Started off by finishing off 'Framley Parsonage', using the nice Oxford Classic edition purchased (second hand) last time around, purchased just after I had dumped my Trollopery in favour of Kindle, on the grounds that I might be too groggy to take care of a Kindle. Then moving onto the Kindle I did 'Orley Farm', 'The Prime Minister' and the 'Warden'. By the end of which I was having trouble remembering what 'Framley Parsonage' was about and keeping the incidents of one separate from those of another.

Interestingly, while I had remembered a lot of the set pieces from my original readings (some of which would have been maybe 40 years ago when we used Harringey West Library for the purpose), for example the manners of a commercial room in a hotel ('Orley Farm'), most of them had been interfered with in some way or another. Bits had been added or subtracted, or perhaps the whole thing had been transposed to the wrong novel. The general tone was preserved, but sometimes a little shifted.

For light relief we had DVDs of BBC adaptations of 'Barchester Chronicles' and 'The Way We Live Now', both rather good (and good value from Amazon at around £1.50 a viewing hour with no advertisements), although the Sheriff of Nottingham (Alan Rickman) had been allowed to steal the show in the first. 'The Warden' was a gentler and more thoughtful book than the BBC were suggesting.

Indeed, I was again impressed by the way that Trollope included serious commentary on his life and times in among his tales of the crooked paths of love on the way to (generally) happy endings. Serious commentary dished out with a pleasantly light touch.

So, for example, he allowed that the Church of England did carry plenty of sinecures which were in need of reform, be most of the incumbents ever so decent and worthy.

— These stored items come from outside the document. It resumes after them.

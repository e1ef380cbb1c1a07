use crate::core::{Notifier, Pipeline};
use crate::utils::error::Result;

/// Drives one extract/transform/load run and reports the outcome through the
/// notifier.
pub struct ExportEngine<P: Pipeline, N: Notifier> {
    pipeline: P,
    notifier: N,
}

impl<P: Pipeline, N: Notifier> ExportEngine<P, N> {
    pub fn new(pipeline: P, notifier: N) -> Self {
        Self { pipeline, notifier }
    }

    /// Runs the full export. Returns the written path, or `None` when the
    /// export prompt was cancelled.
    pub async fn run(&self) -> Result<Option<String>> {
        tracing::info!("Starting model matching rule export");

        let liveries = self.pipeline.extract().await?;
        tracing::info!("Acquired {} liveries", liveries.len());

        let result = self.pipeline.transform(liveries).await?;
        tracing::info!("Produced {} model match rules", result.rules.len());

        match self.pipeline.load(result).await {
            Ok(Some(path)) => {
                self.notifier
                    .report_info(&format!("Saved model matching rules to {}", path));
                Ok(Some(path))
            }
            Ok(None) => {
                self.notifier.report_info("Export cancelled, nothing was written");
                Ok(None)
            }
            Err(e) => {
                self.notifier
                    .report_error(&format!("Failed to write the rule set: {}", e));
                Err(e)
            }
        }
    }
}

#[cfg(test)]
mod tests {
    use super::*;
    use crate::core::{ExportResult, Livery};
    use crate::utils::error::VmrError;
    use async_trait::async_trait;
    use std::sync::Mutex;

    struct StubPipeline {
        fail_load: bool,
        cancelled: bool,
    }

    #[async_trait]
    impl Pipeline for StubPipeline {
        async fn extract(&self) -> Result<Vec<Livery>> {
            Ok(vec![Livery::rule("DAL", "B739", "", "A")])
        }

        async fn transform(&self, liveries: Vec<Livery>) -> Result<ExportResult> {
            Ok(ExportResult {
                rules: liveries,
                xml: "<ModelMatchRuleSet/>".to_string(),
            })
        }

        async fn load(&self, _result: ExportResult) -> Result<Option<String>> {
            if self.fail_load {
                return Err(VmrError::Export {
                    message: "disk on fire".to_string(),
                });
            }
            if self.cancelled {
                return Ok(None);
            }
            Ok(Some("out.vmr".to_string()))
        }
    }

    #[derive(Default)]
    struct RecordingNotifier {
        infos: Mutex<Vec<String>>,
        errors: Mutex<Vec<String>>,
    }

    impl Notifier for RecordingNotifier {
        fn report_error(&self, message: &str) {
            self.errors.lock().unwrap().push(message.to_string());
        }

        fn report_info(&self, message: &str) {
            self.infos.lock().unwrap().push(message.to_string());
        }
    }

    #[tokio::test]
    async fn successful_run_reports_the_written_path() {
        let engine = ExportEngine::new(
            StubPipeline {
                fail_load: false,
                cancelled: false,
            },
            RecordingNotifier::default(),
        );

        let outcome = engine.run().await.unwrap();

        assert_eq!(outcome.as_deref(), Some("out.vmr"));
        let infos = engine.notifier.infos.lock().unwrap();
        assert!(infos.iter().any(|m| m.contains("out.vmr")));
    }

    #[tokio::test]
    async fn cancelled_export_is_a_quiet_success() {
        let engine = ExportEngine::new(
            StubPipeline {
                fail_load: false,
                cancelled: true,
            },
            RecordingNotifier::default(),
        );

        let outcome = engine.run().await.unwrap();

        assert_eq!(outcome, None);
        assert!(engine.notifier.errors.lock().unwrap().is_empty());
    }

    #[tokio::test]
    async fn write_failure_is_surfaced_to_the_user() {
        let engine = ExportEngine::new(
            StubPipeline {
                fail_load: true,
                cancelled: false,
            },
            RecordingNotifier::default(),
        );

        let outcome = engine.run().await;

        assert!(outcome.is_err());
        let errors = engine.notifier.errors.lock().unwrap();
        assert!(errors.iter().any(|m| m.contains("disk on fire")));
    }
}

And that while some of those attacking the church on this and other matters might have been thoroughly unpleasant people, they may well have achieved more with a few lurid pamphlets in a few weeks than more genteel methods had achieved in years.

Serious commentary which is largely absent from more recent light fiction. So while Agatha Christie might tell a good yarn, her books contain no commentary. There is little character and virtually no content, beyond a bit of nostalgia from an old lady in the 1960s for the morals and manners of (some rose tinted view) of the 1930s. You have a good feeling after reading a Trollope, which goes beyond providing a bit of relaxation, a sort of waking sleep. You have been made to think, at least a little bit. There is something there worth talking about in the pub.

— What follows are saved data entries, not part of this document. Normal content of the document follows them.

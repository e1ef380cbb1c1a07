#[cfg(feature = "cli")]
pub mod cli;
pub mod file;

#[cfg(feature = "cli")]
pub use cli::CliConfig;
pub use file::FileConfig;
use crate::utils::error::{Result, VmrError};
use serde::de::DeserializeOwned;
use serde::Deserialize;
use std::collections::HashMap;
use std::fs;
use std::path::Path;

#[derive(Debug, Deserialize)]
struct AirlineEntry {
    #[serde(rename = "AsoboAirline")]
    asobo_airline: String,
    #[serde(rename = "IcaoAirline")]
    icao_airline: String,
}

#[derive(Debug, Deserialize)]
struct TypeCodeEntry {
    #[serde(rename = "AsoboTypeCode")]
    asobo_type_code: String,
    #[serde(rename = "IcaoTypeCode")]
    icao_type_code: String,
}

fn read_table<T: DeserializeOwned>(path: &Path) -> Result<Vec<T>> {
    let text = fs::read_to_string(path).map_err(|e| VmrError::LookupTable {
        path: path.display().to_string(),
        reason: e.to_string(),
    })?;

    serde_json::from_str(&text).map_err(|e| VmrError::LookupTable {
        path: path.display().to_string(),
        reason: format!("Invalid JSON: {}", e),
    })
}

/// Maps Asobo airline names to ICAO airline codes.
#[derive(Debug)]
pub struct AirlineMapper {
    map: HashMap<String, String>,
}

impl AirlineMapper {
    pub fn from_path(path: &Path) -> Result<Self> {
        let entries: Vec<AirlineEntry> = read_table(path)?;
        tracing::debug!(
            "Loaded {} airline entries from {}",
            entries.len(),
            path.display()
        );

        Ok(Self {
            map: entries
                .into_iter()
                .map(|e| (e.asobo_airline, e.icao_airline))
                .collect(),
        })
    }

    pub fn from_entries(entries: Vec<(String, String)>) -> Self {
        Self {
            map: entries.into_iter().collect(),
        }
    }

    /// ICAO code for an Asobo airline name, or `None` when unknown or empty.
    pub fn airline(&self, asobo_airline: &str) -> Option<&str> {
        if asobo_airline.is_empty() {
            return None;
        }
        self.map.get(asobo_airline).map(String::as_str)
    }
}

/// Maps Asobo type codes to ICAO type designators.
#[derive(Debug)]
pub struct TypeCodeMapper {
    map: HashMap<String, String>,
}

impl TypeCodeMapper {
    pub fn from_path(path: &Path) -> Result<Self> {
        let entries: Vec<TypeCodeEntry> = read_table(path)?;
        tracing::debug!(
            "Loaded {} type code entries from {}",
            entries.len(),
            path.display()
        );

        Ok(Self {
            map: entries
                .into_iter()
                .map(|e| (e.asobo_type_code, e.icao_type_code))
                .collect(),
        })
    }

    pub fn from_entries(entries: Vec<(String, String)>) -> Self {
        Self {
            map: entries.into_iter().collect(),
        }
    }

    /// ICAO type designator for an Asobo type code, or `None` when unknown
    /// or empty.
    pub fn type_code(&self, asobo_type_code: &str) -> Option<&str> {
        if asobo_type_code.is_empty() {
            return None;
        }
        self.map.get(asobo_type_code).map(String::as_str)
    }
}

#[cfg(test)]
mod tests {
    use super::*;
    use std::io::Write;

    #[test]
    fn loads_airline_table_from_json() {
        let mut file = tempfile::Builder::new().suffix(".json").tempfile().unwrap();
        write!(
            file,
            r#"[{{"AsoboAirline": "DELTA", "IcaoAirline": "DAL"}},
                {{"AsoboAirline": "UNITED", "IcaoAirline": "UAL"}}]"#
        )
        .unwrap();

        let mapper = AirlineMapper::from_path(file.path()).unwrap();

        assert_eq!(mapper.airline("DELTA"), Some("DAL"));
        assert_eq!(mapper.airline("UNITED"), Some("UAL"));
        assert_eq!(mapper.airline("NOSUCH"), None);
        assert_eq!(mapper.airline(""), None);
    }

    #[test]
    fn loads_type_code_table_from_json() {
        let mut file = tempfile::Builder::new().suffix(".json").tempfile().unwrap();
        write!(
            file,
            r#"[{{"AsoboTypeCode": "B777_300ER", "IcaoTypeCode": "B77W"}}]"#
        )
        .unwrap();

        let mapper = TypeCodeMapper::from_path(file.path()).unwrap();

        assert_eq!(mapper.type_code("B777_300ER"), Some("B77W"));
        assert_eq!(mapper.type_code("A320"), None);
    }

    #[test]
    fn missing_table_file_is_a_lookup_error() {
        let err = AirlineMapper::from_path(Path::new("no/such/airlines.json")).unwrap_err();

        assert!(matches!(err, VmrError::LookupTable { .. }));
    }

    #[test]
    fn malformed_table_file_is_a_lookup_error() {
        let mut file = tempfile::Builder::new().suffix(".json").tempfile().unwrap();
        write!(file, "{{not json").unwrap();

        let err = TypeCodeMapper::from_path(file.path()).unwrap_err();

        assert!(matches!(err, VmrError::LookupTable { .. }));
    }
}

The only down side was the irritation caused by the formatting of, in particular, 'Orley Farm' being very poor on the Kindle. OK so I was using a free version from Gutenberg and the Kindle is best at continuous text, not liking anything more complicated than paragraph breaks, but it did seem to make a terrible mess of this one. So I am now lashing out on the £1.95 complete works from Amazon and I shall report later on whether the formatting of this particular member of the oeuvre has been sorted out.